> Stored items
⟨
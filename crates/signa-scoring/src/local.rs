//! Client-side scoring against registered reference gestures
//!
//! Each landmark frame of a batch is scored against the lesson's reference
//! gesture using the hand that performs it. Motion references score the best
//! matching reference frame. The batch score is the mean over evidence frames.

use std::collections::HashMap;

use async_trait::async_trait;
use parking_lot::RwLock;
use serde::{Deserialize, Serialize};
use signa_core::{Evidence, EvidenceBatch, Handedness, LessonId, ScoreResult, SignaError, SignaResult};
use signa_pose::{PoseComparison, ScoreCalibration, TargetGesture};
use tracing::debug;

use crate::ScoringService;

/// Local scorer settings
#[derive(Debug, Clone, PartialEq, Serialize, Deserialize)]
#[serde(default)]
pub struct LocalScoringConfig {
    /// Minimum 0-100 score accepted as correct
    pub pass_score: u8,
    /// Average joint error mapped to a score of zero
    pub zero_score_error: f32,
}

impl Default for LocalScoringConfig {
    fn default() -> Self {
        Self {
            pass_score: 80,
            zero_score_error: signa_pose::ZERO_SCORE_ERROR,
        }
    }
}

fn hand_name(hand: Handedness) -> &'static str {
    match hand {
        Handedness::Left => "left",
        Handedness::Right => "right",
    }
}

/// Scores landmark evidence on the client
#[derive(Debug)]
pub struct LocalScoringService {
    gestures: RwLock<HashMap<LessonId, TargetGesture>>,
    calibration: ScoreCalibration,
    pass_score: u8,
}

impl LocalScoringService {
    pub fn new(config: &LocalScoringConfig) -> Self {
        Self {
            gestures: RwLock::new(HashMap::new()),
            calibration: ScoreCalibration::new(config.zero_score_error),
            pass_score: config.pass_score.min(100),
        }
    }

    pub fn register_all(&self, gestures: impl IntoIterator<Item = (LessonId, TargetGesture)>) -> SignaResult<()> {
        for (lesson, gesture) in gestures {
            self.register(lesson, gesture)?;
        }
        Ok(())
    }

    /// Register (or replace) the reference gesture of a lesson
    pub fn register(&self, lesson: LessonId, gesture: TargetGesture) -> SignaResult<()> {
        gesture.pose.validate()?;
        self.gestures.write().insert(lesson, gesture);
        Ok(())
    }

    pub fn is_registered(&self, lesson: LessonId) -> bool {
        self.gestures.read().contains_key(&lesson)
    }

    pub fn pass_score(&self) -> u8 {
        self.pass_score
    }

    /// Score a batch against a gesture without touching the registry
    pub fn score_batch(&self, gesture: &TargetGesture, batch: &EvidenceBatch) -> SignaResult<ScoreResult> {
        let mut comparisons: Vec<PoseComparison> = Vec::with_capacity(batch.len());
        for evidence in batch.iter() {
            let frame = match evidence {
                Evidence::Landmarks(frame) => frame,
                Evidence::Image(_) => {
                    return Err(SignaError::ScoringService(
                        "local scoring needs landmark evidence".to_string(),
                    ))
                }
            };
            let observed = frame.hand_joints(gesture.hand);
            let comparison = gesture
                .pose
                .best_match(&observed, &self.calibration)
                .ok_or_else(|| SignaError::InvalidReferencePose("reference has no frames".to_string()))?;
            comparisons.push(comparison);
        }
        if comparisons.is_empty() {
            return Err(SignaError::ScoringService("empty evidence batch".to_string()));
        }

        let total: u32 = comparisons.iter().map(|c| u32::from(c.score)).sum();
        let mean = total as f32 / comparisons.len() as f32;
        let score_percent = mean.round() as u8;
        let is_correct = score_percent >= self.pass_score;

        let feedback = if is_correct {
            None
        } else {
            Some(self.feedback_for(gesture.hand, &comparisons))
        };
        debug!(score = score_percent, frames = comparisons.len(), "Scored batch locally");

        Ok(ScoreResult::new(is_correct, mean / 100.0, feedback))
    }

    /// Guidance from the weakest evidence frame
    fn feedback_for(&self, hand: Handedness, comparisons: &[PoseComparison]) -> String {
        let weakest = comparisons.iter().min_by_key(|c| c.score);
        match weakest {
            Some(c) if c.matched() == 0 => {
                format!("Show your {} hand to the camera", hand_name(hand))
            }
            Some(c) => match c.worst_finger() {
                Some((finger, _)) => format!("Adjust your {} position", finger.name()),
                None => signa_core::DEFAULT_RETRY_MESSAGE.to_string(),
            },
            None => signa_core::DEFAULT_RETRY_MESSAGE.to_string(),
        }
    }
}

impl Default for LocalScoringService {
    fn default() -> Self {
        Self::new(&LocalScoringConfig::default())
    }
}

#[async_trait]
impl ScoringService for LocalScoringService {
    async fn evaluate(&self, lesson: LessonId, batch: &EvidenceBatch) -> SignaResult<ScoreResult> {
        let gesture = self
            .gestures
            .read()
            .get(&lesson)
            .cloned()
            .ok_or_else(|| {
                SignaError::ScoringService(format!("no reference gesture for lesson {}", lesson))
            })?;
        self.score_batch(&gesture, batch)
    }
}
⟩
⟨
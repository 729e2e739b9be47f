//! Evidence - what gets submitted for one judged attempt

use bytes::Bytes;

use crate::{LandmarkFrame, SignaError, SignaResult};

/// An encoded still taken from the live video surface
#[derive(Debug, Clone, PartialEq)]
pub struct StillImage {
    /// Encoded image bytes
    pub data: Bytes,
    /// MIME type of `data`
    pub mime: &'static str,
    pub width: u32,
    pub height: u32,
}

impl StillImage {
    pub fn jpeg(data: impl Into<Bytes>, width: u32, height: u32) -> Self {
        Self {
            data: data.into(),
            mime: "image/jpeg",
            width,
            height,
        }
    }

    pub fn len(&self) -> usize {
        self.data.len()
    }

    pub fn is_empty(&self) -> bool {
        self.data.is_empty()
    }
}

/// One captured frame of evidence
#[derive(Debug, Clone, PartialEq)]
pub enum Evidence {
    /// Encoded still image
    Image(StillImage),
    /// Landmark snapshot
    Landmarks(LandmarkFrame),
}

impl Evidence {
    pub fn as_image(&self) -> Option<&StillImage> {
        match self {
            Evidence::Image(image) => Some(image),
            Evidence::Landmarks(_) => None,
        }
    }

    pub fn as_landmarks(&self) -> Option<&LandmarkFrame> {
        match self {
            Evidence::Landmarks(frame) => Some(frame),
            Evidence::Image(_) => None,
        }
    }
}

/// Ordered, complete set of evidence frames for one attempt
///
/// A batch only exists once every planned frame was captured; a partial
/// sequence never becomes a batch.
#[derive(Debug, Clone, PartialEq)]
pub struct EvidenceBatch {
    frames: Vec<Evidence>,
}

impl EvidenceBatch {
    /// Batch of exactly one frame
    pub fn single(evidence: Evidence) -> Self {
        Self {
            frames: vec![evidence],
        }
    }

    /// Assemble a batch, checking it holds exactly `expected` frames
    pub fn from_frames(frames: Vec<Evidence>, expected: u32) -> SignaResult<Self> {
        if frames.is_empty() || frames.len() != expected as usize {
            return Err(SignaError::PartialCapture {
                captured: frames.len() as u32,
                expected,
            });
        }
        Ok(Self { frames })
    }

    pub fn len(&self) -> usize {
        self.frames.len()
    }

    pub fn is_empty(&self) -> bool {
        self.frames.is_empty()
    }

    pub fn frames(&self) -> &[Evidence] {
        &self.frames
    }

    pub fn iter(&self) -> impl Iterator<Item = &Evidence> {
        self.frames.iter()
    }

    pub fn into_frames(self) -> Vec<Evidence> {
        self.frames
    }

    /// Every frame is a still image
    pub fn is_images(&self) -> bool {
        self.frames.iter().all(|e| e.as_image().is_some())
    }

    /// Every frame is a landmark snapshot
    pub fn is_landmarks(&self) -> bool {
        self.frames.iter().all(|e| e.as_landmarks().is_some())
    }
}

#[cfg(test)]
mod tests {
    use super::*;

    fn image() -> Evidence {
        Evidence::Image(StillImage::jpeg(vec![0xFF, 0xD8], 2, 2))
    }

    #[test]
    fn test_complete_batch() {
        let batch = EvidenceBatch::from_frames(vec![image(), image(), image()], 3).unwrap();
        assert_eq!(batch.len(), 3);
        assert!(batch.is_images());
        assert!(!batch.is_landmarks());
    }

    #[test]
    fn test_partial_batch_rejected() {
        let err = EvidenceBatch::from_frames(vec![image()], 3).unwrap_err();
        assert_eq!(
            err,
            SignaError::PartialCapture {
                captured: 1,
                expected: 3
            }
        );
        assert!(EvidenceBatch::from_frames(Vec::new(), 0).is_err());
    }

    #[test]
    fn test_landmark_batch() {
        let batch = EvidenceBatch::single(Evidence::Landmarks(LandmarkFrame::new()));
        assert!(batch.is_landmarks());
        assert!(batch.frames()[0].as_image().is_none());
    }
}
⟩
⟨
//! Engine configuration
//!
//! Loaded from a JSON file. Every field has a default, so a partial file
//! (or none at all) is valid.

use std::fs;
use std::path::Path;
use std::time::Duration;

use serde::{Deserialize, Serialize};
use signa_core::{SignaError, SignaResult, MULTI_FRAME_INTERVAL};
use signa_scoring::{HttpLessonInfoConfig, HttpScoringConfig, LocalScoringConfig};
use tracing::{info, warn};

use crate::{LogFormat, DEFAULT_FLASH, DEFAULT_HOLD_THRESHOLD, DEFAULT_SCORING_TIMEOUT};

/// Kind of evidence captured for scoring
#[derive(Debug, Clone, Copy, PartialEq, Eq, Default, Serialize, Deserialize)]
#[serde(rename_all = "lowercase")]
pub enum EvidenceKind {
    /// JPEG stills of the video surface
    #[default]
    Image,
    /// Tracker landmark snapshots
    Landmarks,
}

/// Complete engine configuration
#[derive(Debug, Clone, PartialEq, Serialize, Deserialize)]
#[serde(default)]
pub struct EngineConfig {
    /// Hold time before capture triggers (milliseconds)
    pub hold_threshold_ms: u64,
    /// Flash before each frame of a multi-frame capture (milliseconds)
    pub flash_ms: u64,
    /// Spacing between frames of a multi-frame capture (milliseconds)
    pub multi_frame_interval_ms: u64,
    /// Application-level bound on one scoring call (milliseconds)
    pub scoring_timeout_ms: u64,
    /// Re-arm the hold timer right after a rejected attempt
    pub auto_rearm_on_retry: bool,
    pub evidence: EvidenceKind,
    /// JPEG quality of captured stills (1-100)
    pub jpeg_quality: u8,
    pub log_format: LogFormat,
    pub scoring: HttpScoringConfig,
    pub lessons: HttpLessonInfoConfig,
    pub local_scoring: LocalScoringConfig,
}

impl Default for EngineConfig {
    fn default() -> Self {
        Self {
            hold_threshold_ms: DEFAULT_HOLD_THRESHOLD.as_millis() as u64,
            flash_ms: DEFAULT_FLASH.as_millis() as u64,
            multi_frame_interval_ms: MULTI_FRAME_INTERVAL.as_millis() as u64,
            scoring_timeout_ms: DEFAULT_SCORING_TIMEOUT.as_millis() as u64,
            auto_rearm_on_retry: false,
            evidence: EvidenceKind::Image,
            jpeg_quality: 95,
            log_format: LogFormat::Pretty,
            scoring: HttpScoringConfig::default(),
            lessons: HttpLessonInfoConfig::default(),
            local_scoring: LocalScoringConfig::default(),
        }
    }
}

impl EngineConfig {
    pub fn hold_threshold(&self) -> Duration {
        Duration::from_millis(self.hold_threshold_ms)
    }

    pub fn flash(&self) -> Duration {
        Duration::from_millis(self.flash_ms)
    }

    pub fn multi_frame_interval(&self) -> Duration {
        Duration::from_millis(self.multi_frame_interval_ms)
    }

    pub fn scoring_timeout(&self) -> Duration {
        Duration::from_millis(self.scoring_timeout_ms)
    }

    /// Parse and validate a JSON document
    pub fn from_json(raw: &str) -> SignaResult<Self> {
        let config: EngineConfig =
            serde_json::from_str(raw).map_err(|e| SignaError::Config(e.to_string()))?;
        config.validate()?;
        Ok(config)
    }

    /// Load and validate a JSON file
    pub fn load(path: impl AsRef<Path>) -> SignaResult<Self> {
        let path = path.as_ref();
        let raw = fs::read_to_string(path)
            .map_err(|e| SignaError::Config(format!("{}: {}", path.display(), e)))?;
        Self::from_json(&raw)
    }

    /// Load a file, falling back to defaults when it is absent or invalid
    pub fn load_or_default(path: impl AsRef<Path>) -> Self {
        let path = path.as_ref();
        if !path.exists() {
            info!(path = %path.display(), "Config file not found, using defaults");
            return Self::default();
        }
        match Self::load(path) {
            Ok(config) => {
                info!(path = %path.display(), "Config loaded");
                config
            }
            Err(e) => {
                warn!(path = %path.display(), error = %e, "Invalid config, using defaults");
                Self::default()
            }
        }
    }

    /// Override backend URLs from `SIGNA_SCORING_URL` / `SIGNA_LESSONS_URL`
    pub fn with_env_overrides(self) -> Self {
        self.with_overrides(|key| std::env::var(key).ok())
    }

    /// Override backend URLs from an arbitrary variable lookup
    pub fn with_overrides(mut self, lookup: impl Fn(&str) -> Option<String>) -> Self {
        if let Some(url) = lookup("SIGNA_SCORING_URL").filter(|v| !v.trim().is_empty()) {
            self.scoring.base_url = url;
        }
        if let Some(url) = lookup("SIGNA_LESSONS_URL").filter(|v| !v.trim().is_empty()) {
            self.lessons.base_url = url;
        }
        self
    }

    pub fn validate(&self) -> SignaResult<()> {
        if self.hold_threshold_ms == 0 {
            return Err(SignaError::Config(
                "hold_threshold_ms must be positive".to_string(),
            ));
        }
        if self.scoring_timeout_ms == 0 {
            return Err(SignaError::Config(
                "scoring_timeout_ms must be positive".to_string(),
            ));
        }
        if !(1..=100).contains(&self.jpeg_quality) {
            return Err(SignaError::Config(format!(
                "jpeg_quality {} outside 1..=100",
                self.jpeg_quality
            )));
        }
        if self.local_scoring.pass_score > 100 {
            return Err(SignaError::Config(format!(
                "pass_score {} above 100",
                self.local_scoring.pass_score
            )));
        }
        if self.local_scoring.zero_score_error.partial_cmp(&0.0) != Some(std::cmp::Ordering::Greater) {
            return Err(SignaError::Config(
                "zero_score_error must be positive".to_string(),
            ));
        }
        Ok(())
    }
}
⟩
> Problem requirements
Scan the data above and copy every line with "EvidenceKind" in it.

> Reply
pub enum EvidenceKind {
    pub evidence: EvidenceKind,
            evidence: EvidenceKind::Image,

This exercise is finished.